Ayuda de las Administraciones

El presidente de los editores catalanes también avisa de que serán necesarias fórmulas para cuando se levanten las medidas de restricción de movimiento y aperturas de comercios, para “lograr que la economía vuelva a arrancar, porque se necesitará tiempo. No estamos preparados para parar de golpe la actividad económica, como ha pasado”. Si las medidas sanitarias actuales se alargan más allá de mayo, la situación para el sector del libro puede ser dramática. “En junio se podrían afrontar ERTES (expedientes temporales de regulación de empleo), reducción de salarios… la situación es muy grave”, añade Tixis.”Las grandes y medianas empresas tendrán capacidad para aguantar un poco más, para trampear, pero no las pequeñas, que aunque facturen poco realizan muy buena labor”.

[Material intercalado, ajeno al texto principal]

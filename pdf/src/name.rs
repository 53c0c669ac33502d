//! Interned PDF names.
//!
//! Every `Name` with the same decoded bytes shares one allocation, so equality is a pointer
//! comparison. The only way to get a `Name` is through the interner.
//!
//! Names are byte strings. Most are UTF-8 and are read through [`Name::as_str`]; the rest keep
//! their exact bytes for writing and show replacement characters as text.

use std::borrow::Borrow;
use std::collections::HashSet;
use std::fmt;
use std::hash::{Hash, Hasher};
use std::io;
use std::ops::Deref;
use std::sync::{Arc, Mutex};

use once_cell::sync::Lazy;

use crate::error::Result;

static INTERNER: Lazy<Mutex<HashSet<Name>>> = Lazy::new(|| Mutex::new(HashSet::new()));

struct NameData {
    text: Box<str>,
    /// Exact bytes, only for names that are not UTF-8.
    raw: Option<Box<[u8]>>,
}

impl NameData {
    fn bytes(&self) -> &[u8] {
        match self.raw {
            Some(ref raw) => raw,
            None => self.text.as_bytes(),
        }
    }
}

#[derive(Clone)]
pub struct Name(Arc<NameData>);

impl Name {
    /// Intern `text`, which is the decoded form (no `#xx` escapes, no leading slash).
    pub fn of(text: &str) -> Name {
        Name::of_bytes(text.as_bytes())
    }

    /// Intern decoded name bytes.
    pub fn of_bytes(bytes: &[u8]) -> Name {
        let mut set = match INTERNER.lock() {
            Ok(guard) => guard,
            Err(poisoned) => poisoned.into_inner(),
        };
        if let Some(existing) = set.get(bytes) {
            return existing.clone();
        }
        let data = match std::str::from_utf8(bytes) {
            Ok(text) => NameData { text: text.into(), raw: None },
            Err(_) => NameData {
                text: String::from_utf8_lossy(bytes).into(),
                raw: Some(bytes.into()),
            },
        };
        let name = Name(Arc::new(data));
        set.insert(name.clone());
        name
    }

    /// Intern a name as it appears in a file, i.e. with `#xx` hex escapes.
    /// Malformed escapes are kept literally.
    pub fn from_escaped(raw: &[u8]) -> Name {
        let mut decoded = Vec::with_capacity(raw.len());
        let mut i = 0;
        while i < raw.len() {
            if raw[i] == b'#' && i + 2 < raw.len() {
                if let (Some(h), Some(l)) = (hex_val(raw[i + 1]), hex_val(raw[i + 2])) {
                    decoded.push(h << 4 | l);
                    i += 3;
                    continue;
                }
            }
            decoded.push(raw[i]);
            i += 1;
        }
        Name::of_bytes(&decoded)
    }

    /// The decoded text. Bytes that are not UTF-8 read as U+FFFD.
    #[inline]
    pub fn as_str(&self) -> &str {
        &self.0.text
    }

    #[inline]
    pub fn as_bytes(&self) -> &[u8] {
        self.0.bytes()
    }

    /// True if both names are the same interned instance.
    #[inline]
    pub fn ptr_eq(a: &Name, b: &Name) -> bool {
        Arc::ptr_eq(&a.0, &b.0)
    }

    /// Write `/Name`, escaping whitespace, delimiters, `#` and anything outside `!`..`~`.
    pub fn serialize(&self, out: &mut impl io::Write) -> Result<()> {
        out.write_all(b"/")?;
        for &b in self.as_bytes() {
            if needs_escape(b) {
                write!(out, "#{:02X}", b)?;
            } else {
                out.write_all(&[b])?;
            }
        }
        Ok(())
    }
}

#[inline]
fn hex_val(b: u8) -> Option<u8> {
    match b {
        b'0'..=b'9' => Some(b - b'0'),
        b'a'..=b'f' => Some(b - b'a' + 10),
        b'A'..=b'F' => Some(b - b'A' + 10),
        _ => None,
    }
}

#[inline]
fn needs_escape(b: u8) -> bool {
    !(b'!'..=b'~').contains(&b) || b"#()<>[]{}/%".contains(&b)
}

impl PartialEq for Name {
    #[inline]
    fn eq(&self, other: &Name) -> bool {
        Name::ptr_eq(self, other)
    }
}
impl Eq for Name {}
impl Hash for Name {
    // must agree with `[u8]`'s hash so `Borrow<[u8]>` lookups work
    fn hash<H: Hasher>(&self, state: &mut H) {
        self.as_bytes().hash(state)
    }
}
impl PartialOrd for Name {
    fn partial_cmp(&self, other: &Name) -> Option<std::cmp::Ordering> {
        Some(self.cmp(other))
    }
}
impl Ord for Name {
    fn cmp(&self, other: &Name) -> std::cmp::Ordering {
        self.as_bytes().cmp(other.as_bytes())
    }
}
impl Deref for Name {
    type Target = str;
    #[inline]
    fn deref(&self) -> &str {
        self.as_str()
    }
}
impl Borrow<[u8]> for Name {
    #[inline]
    fn borrow(&self) -> &[u8] {
        self.as_bytes()
    }
}
impl PartialEq<str> for Name {
    #[inline]
    fn eq(&self, rhs: &str) -> bool {
        self.as_bytes() == rhs.as_bytes()
    }
}
impl<'a> PartialEq<&'a str> for Name {
    #[inline]
    fn eq(&self, rhs: &&'a str) -> bool {
        self.as_bytes() == rhs.as_bytes()
    }
}
impl<'a> From<&'a str> for Name {
    #[inline]
    fn from(s: &'a str) -> Name {
        Name::of(s)
    }
}
impl From<String> for Name {
    #[inline]
    fn from(s: String) -> Name {
        Name::of(&s)
    }
}
impl fmt::Display for Name {
    fn fmt(&self, f: &mut fmt::Formatter) -> fmt::Result {
        write!(f, "/{}", self.as_str())
    }
}
impl fmt::Debug for Name {
    fn fmt(&self, f: &mut fmt::Formatter) -> fmt::Result {
        write!(f, "/{}", self.as_str())
    }
}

La Cambra del Llibre añade que ha trasladado a las distintas Administraciones un paquete de medidas para afrontar la situación, que, alertan, “pone en peligro la continuidad del ecosistema editorial”. Entre las medidas urgentes propuestas está la de afrontar la crisis de liquidez de muchas empresas que forman parte del tejido industrial del mundo del libro, primer sector cultural de Catalunya. También se ha planteado a la Generalitat que los 13 millones de euros previstos de más para cultura en los presupuestos del Govern se destinen directamente a paliar la crisis del coronavirus en el sector cultural. 

Además, la Cambra del Llibre ha pedido a las administraciones que, una vez temine la crisis sanitaria, se tomen medidas que ayuden a incentivar la lectura, a fomentar el acceso a las librerías, a ampliar las dotaciones para bibliotecas y a incrementar las ayudas a la internacionalización”. Según Tixis, han encontrado muy buena predisposición en cuidar al sector del libro, aunque esperan a su materialización.  

Aunque ahora mismo pensar que las autoridades sanitarias puedan levantar la prohibición de apertura de librerías para el 23 de abril es casi creer en un milagro, los gremios que aglutina la Cambra aseguran que “no renuncian” a poder celebrar un Sant Jordi ese día “redimensionado y adaptado a las circunstancias que pueda haber en ese momento”. Eso sí, admiten que no sería posible organizarlo como viene siendo tradicional, con los tenderetes de libros y firmas en las calles. Al margen de cuál sea la situación el próximo 23 de abril, han acordado su celebración de la forma habitual para antes de las vacaciones de verano. 

Las medidas tomadas este martes por la Cambra han contado con la “unidad y unanimidad” de todo el sector. “Sabemos que esto tenemos que pasarlo juntos y que para intentar salir de la crisis debemos seguir unidos”.